SemStream has over-collected about $652,000 from its Payson customers, which should result in an additional drop in charges of 5 to 10 percent in the next 12 to 18 months, according to company President Douglas Mann.
All told, propane prices could drop about 21 percent from the record levels they hit in January 2008, which caused a flood of public indignation.
In a letter to Arizona Corporation Commission Chair Kristin Mayes, Mann amended his previous estimates, all of which spells good news for Rim Country consumers this winter.
Meanwhile, Mayes has vowed to investigate the formulas used to let the company charge extra for propane to recover higher-than expected costs.
Mayes said she thinks these built-in “adjustors” lag behind the company’s actual costs when propane prices are falling, as they’ve done for most of the past year.
Mann agreed, in part, suggesting that the commission should allow the company to adjust its prices more quickly, whether prices are rising or falling. He said the current system stabilizes prices for consumers, with the company sometimes falling behind by $1 million in recovering its costs when prices jump suddenly.
“We’ve twice asked the commission to adjust the band” to either raise or lower prices faster, “but they’ve turned us down,” said Mann.
The Corporation Commission will discuss the propane company’s adjustor on Monday, said Mann. If the commission approves the company’s plan to return the $652,000 in overcharges by adjusting future bills, the average Payson customer could see a decrease in their bill of about 8 percent each month for the next year, said Mann.
That drop would come on top of a reduction of maybe 5 percent compared to this time last year, based on a sharp reduction worldwide in propane prices — which closely track oil prices.

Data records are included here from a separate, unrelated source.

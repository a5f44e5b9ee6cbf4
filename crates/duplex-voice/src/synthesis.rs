//! Local speech synthesis for the alternate voice path.
//!
//! The backend is a small HTTP service:
//! `POST {base}/synthesize {text, voice, exaggeration}` returns encoded audio
//! (WAV or MP3), `GET {base}/health` returns `{"available": bool}`.

use crate::config::AlternateVoiceConfig;
use crate::error::{SessionError, SessionResult};
use async_trait::async_trait;
use serde::{Deserialize, Serialize};
use std::time::Duration;
use tracing::{debug, info};

/// Voice parameters for one synthesis request.
#[derive(Debug, Clone, PartialEq, Serialize)]
pub struct VoiceParams {
    pub voice: String,
    pub exaggeration: f32,
}

impl From<&AlternateVoiceConfig> for VoiceParams {
    fn from(config: &AlternateVoiceConfig) -> Self {
        Self {
            voice: config.voice.clone(),
            exaggeration: config.exaggeration,
        }
    }
}

/// Backend that turns text into encoded audio bytes.
#[async_trait]
pub trait SynthesisBackend: Send + Sync {
    /// Empty text yields empty audio.
    async fn synthesize(&self, text: &str, params: &VoiceParams) -> SessionResult<Vec<u8>>;

    /// Whether the backend is reachable and ready.
    async fn health(&self) -> bool;
}

#[derive(Serialize)]
struct SynthesizeRequest<'a> {
    text: &'a str,
    voice: &'a str,
    exaggeration: f32,
}

#[derive(Deserialize)]
struct HealthResponse {
    #[serde(default)]
    available: bool,
}

/// reqwest client for the local synthesis service.
#[derive(Debug, Clone)]
pub struct HttpSynthesisBackend {
    /// Base URL without trailing slash (e.g. http://127.0.0.1:8004).
    pub base_url: String,
    client: reqwest::Client,
}

impl HttpSynthesisBackend {
    pub fn new(base_url: impl Into<String>, timeout: Duration) -> SessionResult<Self> {
        let client = reqwest::Client::builder()
            .timeout(timeout)
            .build()
            .map_err(|e| SessionError::BackendUnavailable(e.to_string()))?;
        Ok(Self {
            base_url: base_url.into().trim_end_matches('/').to_string(),
            client,
        })
    }

    pub fn from_config(config: &AlternateVoiceConfig) -> SessionResult<Self> {
        Self::new(config.base_url.clone(), Duration::from_secs(config.timeout_secs))
    }
}

#[async_trait]
impl SynthesisBackend for HttpSynthesisBackend {
    async fn synthesize(&self, text: &str, params: &VoiceParams) -> SessionResult<Vec<u8>> {
        let text = text.trim();
        if text.is_empty() {
            return Ok(Vec::new());
        }
        let url = format!("{}/synthesize", self.base_url);
        debug!("Synthesizing {} chars via {}", text.len(), url);
        let res = self
            .client
            .post(&url)
            .json(&SynthesizeRequest {
                text,
                voice: &params.voice,
                exaggeration: params.exaggeration,
            })
            .send()
            .await?;
        if !res.status().is_success() {
            let status = res.status();
            let body = res.text().await.unwrap_or_default();
            return Err(SessionError::BackendUnavailable(format!(
                "synthesis error {}: {}",
                status, body
            )));
        }
        let bytes = res.bytes().await?;
        info!("🗣️ Synthesized {} bytes of audio", bytes.len());
        Ok(bytes.to_vec())
    }

    async fn health(&self) -> bool {
        let url = format!("{}/health", self.base_url);
        match self.client.get(&url).send().await {
            Ok(res) if res.status().is_success() => res
                .json::<HealthResponse>()
                .await
                .map(|h| h.available)
                .unwrap_or(false),
            Ok(res) => {
                debug!("Synthesis health check returned {}", res.status());
                false
            }
            Err(e) => {
                debug!("Synthesis health check failed: {}", e);
                false
            }
        }
    }
}
//! Live Session Demo: talk to the live service from the default microphone.
//!
//! Config comes from an optional TOML file (first argument) overlaid with the
//! environment (`.env` is loaded). At minimum set `GEMINI_API_KEY`.
//!
//! While running, type on stdin:
//! - `alt`    speak replies with the local synthesis backend
//! - `native` speak replies with the service's own voice
//! - `quit`   end the session (Ctrl+C works too)

use anyhow::Context;
use duplex_voice::{
    LiveSession, SessionCallbacks, SessionConfig, SessionDeps, TranscriptEvent, VoicePath,
};
use tokio::io::{AsyncBufReadExt, BufReader};
use tracing::{info, warn};
use tracing_subscriber::EnvFilter;

#[tokio::main]
async fn main() -> anyhow::Result<()> {
    let _ = dotenvy::dotenv();
    tracing_subscriber::fmt()
        .with_env_filter(EnvFilter::try_from_default_env().unwrap_or_else(|_| EnvFilter::new("info")))
        .init();

    let mut config = match std::env::args().nth(1) {
        Some(path) => SessionConfig::from_file(&path).with_context(|| format!("loading {}", path))?,
        None => SessionConfig::default(),
    };
    config.apply_env();

    info!("Live Session Demo. Speak any time; talking over the reply interrupts it.");
    info!("Type `alt`, `native` or `quit` and press Enter.\n");

    let callbacks = SessionCallbacks::new()
        .on_state_change(|state| info!("state: {}", state))
        .on_transcript_event(|event| match event {
            TranscriptEvent::ModelText { text } => info!("model: {}", text),
            TranscriptEvent::Transcription { speaker, text } => info!("{:?} said: {}", speaker, text),
            TranscriptEvent::Interrupted => info!("(interrupted)"),
            TranscriptEvent::TurnComplete => {}
        })
        .on_vad_change(|speaking| info!("{}", if speaking { "🎙️ speaking" } else { "🤫 quiet" }))
        .on_error(|err, severity| {
            warn!("{:?}: {}", severity, err);
            if let Some(hint) = err.remediation_hint() {
                warn!("hint: {}", hint);
            }
        })
        .on_recording(|artifact| {
            match serde_json::to_string_pretty(&artifact.metadata) {
                Ok(json) => info!("recording:\n{}", json),
                Err(e) => warn!("recording metadata: {}", e),
            }
        });

    let deps = SessionDeps::native(&config).context("opening audio devices")?;
    let session = LiveSession::start(config, deps, callbacks)
        .await
        .context("starting session")?;

    let mut lines = BufReader::new(tokio::io::stdin()).lines();
    loop {
        tokio::select! {
            _ = tokio::signal::ctrl_c() => break,
            _ = session.wait_closed() => break,
            line = lines.next_line() => {
                let Some(line) = line? else { break };
                let result = match line.trim() {
                    "alt" => session.set_voice_path(VoicePath::Alternate).await,
                    "native" => session.set_voice_path(VoicePath::Native).await,
                    "quit" => break,
                    "" => Ok(()),
                    other => {
                        warn!("unknown command: {}", other);
                        Ok(())
                    }
                };
                if let Err(e) = result {
                    warn!("{}", e);
                }
            }
        }
    }

    session.request_teardown();
    session.wait_closed().await;
    info!("👋 Bye");
    Ok(())
}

Moreover, the company last May dropped a second surcharge, which reduced prices by perhaps 25 percent.
As a result, prices this winter could come in perhaps 38 percent below the peak hit last January.
The complicated formula used to set propane prices often bewilders consumers, as evidenced by the hearings in Payson last winter and the perplexing fluctuation in propane bills throughout the year.
The Corporation Commission in 1997 set the base rate the company can charge at $1.19 per therm (a measure of energy that’s about 10 percent higher than a gallon).
However, the commission also set up two different surcharges the company could use to charge extra when its costs rose sharply, as when the price of oil, and therefore propane, jumped.
The first surcharge goes into effect if the company can show that its costs exceed that base charge, said Mann. The second charge kicks in if the first surcharge isn’t enabling the company to catch up.
Back in January, both of those surcharges were in effect. The first surcharge added 93 cents per therm to bills and the second added another 55 cents. As a result, the surcharges cost homeowners more than the base rate.
The 55-cent surcharge disappeared last May. Meanwhile, the primary surcharge dropped from 93 cents to about 72 cents.
Despite those reductions, the adjustor has brought in about $253,000 too much in the past 12 months, said Mann.
For better or worse, the adjustors create a gap between what the company pays for propane and what it can charge its customers, said Mann.
“It’s kind of like if you stick your finger in Jell-O, you see an immediate reaction on the other side of the Jell-O. But if you raise the price in the propane market, you don’t see that immediate reaction at the consumer level,” said Mann.
Returning the $253,000 in the course of the year would result in a roughly 16-cent per therm discount, said Mann.
Mann noted that as of Thursday, the price per therm in Payson stood at $2.18 per gallon for people with external propane tanks and $1.84 per gallon for people whose homes are hooked up to the company’s system of underground pipes.
“My expectation is it’s going to be a pretty good winter.”